(Stored items from a collection)
====

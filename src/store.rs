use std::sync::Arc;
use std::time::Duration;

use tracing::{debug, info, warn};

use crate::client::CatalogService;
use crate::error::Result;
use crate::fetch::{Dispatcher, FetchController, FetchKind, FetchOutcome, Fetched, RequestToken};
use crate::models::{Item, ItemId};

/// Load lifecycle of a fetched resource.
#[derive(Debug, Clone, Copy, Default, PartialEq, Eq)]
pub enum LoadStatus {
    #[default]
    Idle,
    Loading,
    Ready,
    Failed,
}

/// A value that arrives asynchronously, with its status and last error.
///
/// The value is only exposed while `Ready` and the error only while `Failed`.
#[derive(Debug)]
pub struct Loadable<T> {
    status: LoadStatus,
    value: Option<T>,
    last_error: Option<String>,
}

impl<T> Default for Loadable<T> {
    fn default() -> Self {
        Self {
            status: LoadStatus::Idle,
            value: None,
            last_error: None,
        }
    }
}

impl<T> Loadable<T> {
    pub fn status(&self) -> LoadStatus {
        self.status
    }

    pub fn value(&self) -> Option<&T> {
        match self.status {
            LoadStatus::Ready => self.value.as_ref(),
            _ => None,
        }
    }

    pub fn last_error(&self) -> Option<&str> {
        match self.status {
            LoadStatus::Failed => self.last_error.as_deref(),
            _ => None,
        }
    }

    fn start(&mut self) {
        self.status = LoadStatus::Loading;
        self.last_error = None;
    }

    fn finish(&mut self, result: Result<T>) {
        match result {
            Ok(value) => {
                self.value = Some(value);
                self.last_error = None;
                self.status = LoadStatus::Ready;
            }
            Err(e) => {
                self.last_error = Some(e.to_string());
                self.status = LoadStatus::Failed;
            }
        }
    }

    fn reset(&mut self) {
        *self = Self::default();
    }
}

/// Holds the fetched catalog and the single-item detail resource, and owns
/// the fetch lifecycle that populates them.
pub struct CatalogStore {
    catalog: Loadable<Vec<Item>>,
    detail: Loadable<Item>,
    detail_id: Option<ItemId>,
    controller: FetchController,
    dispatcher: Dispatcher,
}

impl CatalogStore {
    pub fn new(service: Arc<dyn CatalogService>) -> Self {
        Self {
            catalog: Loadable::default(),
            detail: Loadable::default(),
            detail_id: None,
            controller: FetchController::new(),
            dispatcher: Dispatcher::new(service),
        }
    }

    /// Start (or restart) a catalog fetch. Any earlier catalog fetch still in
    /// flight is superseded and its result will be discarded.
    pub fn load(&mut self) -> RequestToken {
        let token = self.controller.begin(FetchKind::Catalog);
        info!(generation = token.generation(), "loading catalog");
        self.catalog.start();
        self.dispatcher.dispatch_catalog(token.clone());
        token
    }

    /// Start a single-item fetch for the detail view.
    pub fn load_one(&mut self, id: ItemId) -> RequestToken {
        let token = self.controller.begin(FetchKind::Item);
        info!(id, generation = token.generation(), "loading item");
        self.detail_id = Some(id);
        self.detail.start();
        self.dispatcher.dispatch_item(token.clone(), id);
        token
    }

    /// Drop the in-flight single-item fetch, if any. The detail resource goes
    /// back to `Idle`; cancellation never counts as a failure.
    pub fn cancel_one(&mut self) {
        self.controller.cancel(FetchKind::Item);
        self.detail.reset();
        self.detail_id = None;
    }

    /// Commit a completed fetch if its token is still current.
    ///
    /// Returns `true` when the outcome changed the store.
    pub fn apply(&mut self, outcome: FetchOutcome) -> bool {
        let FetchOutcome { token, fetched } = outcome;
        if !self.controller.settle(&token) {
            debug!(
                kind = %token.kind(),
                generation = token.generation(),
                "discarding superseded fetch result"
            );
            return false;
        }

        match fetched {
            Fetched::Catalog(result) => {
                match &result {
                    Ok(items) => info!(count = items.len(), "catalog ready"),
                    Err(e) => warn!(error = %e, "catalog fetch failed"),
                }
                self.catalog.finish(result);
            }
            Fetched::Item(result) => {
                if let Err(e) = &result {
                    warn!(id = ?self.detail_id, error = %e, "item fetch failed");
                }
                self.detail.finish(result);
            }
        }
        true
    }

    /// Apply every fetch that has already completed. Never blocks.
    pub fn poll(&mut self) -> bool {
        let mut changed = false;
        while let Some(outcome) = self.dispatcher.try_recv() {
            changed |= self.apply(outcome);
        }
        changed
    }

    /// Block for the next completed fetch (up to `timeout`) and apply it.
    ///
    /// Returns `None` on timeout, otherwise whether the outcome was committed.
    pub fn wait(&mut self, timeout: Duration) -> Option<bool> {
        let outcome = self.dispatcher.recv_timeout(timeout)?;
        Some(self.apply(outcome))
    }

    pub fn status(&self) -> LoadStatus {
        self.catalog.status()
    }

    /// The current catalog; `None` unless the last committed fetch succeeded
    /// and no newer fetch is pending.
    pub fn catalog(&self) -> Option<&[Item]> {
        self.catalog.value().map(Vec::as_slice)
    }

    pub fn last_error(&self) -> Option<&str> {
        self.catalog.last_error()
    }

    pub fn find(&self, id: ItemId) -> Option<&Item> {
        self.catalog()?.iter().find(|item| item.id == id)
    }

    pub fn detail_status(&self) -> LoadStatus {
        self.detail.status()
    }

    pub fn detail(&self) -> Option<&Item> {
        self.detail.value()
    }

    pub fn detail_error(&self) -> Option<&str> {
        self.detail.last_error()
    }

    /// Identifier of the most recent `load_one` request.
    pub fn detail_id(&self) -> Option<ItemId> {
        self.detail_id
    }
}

====

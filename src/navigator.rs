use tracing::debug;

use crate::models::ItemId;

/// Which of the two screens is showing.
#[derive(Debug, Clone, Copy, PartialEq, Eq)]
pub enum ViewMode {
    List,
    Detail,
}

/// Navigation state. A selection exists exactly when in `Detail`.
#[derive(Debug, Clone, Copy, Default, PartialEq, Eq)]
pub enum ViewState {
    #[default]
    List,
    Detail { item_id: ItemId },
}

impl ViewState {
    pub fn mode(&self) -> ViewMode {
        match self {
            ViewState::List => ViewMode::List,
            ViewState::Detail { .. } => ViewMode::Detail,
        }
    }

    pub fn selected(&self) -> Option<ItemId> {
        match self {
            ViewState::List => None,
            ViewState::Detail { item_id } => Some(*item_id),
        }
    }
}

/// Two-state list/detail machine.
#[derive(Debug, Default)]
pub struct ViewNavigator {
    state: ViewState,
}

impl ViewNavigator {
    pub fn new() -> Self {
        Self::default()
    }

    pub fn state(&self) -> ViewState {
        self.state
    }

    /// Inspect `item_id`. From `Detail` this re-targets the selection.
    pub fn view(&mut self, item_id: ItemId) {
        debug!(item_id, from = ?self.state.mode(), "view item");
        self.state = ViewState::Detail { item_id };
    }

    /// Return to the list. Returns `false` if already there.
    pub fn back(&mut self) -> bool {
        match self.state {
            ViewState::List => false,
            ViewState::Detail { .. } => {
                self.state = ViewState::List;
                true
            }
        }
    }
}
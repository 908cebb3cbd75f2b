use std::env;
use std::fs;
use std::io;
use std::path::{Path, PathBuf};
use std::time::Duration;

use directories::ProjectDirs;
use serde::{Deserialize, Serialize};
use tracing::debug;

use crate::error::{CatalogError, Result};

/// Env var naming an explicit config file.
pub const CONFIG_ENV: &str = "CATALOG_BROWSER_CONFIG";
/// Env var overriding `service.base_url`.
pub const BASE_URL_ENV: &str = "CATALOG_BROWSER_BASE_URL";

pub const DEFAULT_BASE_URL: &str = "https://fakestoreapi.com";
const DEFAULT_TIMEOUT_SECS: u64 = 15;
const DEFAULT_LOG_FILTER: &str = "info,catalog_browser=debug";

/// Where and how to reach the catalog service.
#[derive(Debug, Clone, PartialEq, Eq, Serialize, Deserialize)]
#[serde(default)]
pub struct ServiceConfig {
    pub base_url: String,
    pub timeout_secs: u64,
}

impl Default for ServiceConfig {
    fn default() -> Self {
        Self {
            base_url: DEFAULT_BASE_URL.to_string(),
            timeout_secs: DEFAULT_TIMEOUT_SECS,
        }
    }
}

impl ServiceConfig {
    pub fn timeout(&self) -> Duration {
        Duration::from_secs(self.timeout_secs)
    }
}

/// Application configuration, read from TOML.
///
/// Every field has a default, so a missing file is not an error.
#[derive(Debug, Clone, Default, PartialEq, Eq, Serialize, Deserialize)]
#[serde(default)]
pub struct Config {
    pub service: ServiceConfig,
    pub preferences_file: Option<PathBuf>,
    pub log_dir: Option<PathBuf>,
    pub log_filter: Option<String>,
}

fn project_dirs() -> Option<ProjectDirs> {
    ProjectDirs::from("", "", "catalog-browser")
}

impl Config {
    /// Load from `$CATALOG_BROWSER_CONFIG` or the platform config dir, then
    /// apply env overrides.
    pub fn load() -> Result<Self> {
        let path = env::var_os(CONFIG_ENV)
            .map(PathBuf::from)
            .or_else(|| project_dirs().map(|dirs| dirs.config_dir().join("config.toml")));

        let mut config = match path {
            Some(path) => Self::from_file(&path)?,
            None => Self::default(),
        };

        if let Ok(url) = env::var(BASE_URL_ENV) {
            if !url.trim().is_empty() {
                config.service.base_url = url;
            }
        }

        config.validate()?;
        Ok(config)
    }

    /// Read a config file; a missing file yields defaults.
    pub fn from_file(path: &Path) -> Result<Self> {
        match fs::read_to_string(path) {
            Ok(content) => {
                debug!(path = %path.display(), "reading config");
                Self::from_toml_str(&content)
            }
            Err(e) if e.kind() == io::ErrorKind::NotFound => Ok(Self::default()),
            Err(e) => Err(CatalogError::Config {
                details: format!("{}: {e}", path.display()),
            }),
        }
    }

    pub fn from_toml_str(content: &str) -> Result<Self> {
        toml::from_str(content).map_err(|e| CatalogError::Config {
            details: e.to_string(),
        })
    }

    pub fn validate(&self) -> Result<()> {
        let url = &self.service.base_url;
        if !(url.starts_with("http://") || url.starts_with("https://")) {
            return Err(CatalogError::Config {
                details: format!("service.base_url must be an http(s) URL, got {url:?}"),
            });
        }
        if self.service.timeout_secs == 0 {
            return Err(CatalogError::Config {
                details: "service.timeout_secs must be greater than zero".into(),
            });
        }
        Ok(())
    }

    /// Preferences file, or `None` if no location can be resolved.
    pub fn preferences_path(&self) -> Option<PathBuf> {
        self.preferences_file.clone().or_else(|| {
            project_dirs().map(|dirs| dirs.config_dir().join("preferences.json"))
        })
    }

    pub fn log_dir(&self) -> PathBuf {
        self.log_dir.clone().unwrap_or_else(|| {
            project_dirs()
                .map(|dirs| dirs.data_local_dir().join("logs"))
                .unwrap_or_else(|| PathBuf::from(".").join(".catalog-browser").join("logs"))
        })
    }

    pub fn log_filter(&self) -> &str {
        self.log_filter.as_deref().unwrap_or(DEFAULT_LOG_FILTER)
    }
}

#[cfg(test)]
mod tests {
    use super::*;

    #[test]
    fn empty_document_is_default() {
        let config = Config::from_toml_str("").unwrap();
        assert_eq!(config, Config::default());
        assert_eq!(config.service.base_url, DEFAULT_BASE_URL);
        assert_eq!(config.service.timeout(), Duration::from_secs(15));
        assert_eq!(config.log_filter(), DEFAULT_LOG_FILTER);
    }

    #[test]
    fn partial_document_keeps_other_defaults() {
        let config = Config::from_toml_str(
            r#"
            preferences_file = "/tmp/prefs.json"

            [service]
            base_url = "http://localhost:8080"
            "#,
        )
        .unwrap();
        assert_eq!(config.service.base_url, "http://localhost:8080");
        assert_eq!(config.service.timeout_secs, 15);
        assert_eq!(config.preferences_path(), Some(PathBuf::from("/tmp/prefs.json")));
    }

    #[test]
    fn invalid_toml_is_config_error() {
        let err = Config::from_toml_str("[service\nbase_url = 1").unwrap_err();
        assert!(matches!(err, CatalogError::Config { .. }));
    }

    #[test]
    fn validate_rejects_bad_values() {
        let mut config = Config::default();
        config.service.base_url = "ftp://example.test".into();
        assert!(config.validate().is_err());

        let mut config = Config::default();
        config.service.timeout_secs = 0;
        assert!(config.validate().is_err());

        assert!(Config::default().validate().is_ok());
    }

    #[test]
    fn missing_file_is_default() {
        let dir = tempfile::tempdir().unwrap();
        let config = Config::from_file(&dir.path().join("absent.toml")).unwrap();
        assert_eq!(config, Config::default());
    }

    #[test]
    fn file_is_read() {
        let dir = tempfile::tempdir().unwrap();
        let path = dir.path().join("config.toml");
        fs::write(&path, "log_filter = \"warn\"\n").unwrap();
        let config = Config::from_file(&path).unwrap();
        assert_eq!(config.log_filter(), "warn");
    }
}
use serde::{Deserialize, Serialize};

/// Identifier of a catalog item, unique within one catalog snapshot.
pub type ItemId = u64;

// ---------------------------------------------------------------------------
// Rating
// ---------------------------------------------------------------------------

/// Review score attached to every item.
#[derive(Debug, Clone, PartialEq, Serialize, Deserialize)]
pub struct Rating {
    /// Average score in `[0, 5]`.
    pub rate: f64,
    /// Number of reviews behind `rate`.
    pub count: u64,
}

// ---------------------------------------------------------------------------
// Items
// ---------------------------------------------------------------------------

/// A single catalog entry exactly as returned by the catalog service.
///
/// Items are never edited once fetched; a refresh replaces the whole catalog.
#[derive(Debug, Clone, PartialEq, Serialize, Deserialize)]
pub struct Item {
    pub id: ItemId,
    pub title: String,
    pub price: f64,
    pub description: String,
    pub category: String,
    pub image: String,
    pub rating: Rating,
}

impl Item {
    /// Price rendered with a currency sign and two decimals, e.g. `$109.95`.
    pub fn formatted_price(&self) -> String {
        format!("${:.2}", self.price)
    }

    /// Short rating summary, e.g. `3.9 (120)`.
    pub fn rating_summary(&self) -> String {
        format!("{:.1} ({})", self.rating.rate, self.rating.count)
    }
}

====

WORK ORDER - Copy each line in the entries above where the word "lifecycle" shows up.

EXPECTED OUTPUT -
/// Load lifecycle of a fetched resource.
/// the fetch lifecycle that populates them.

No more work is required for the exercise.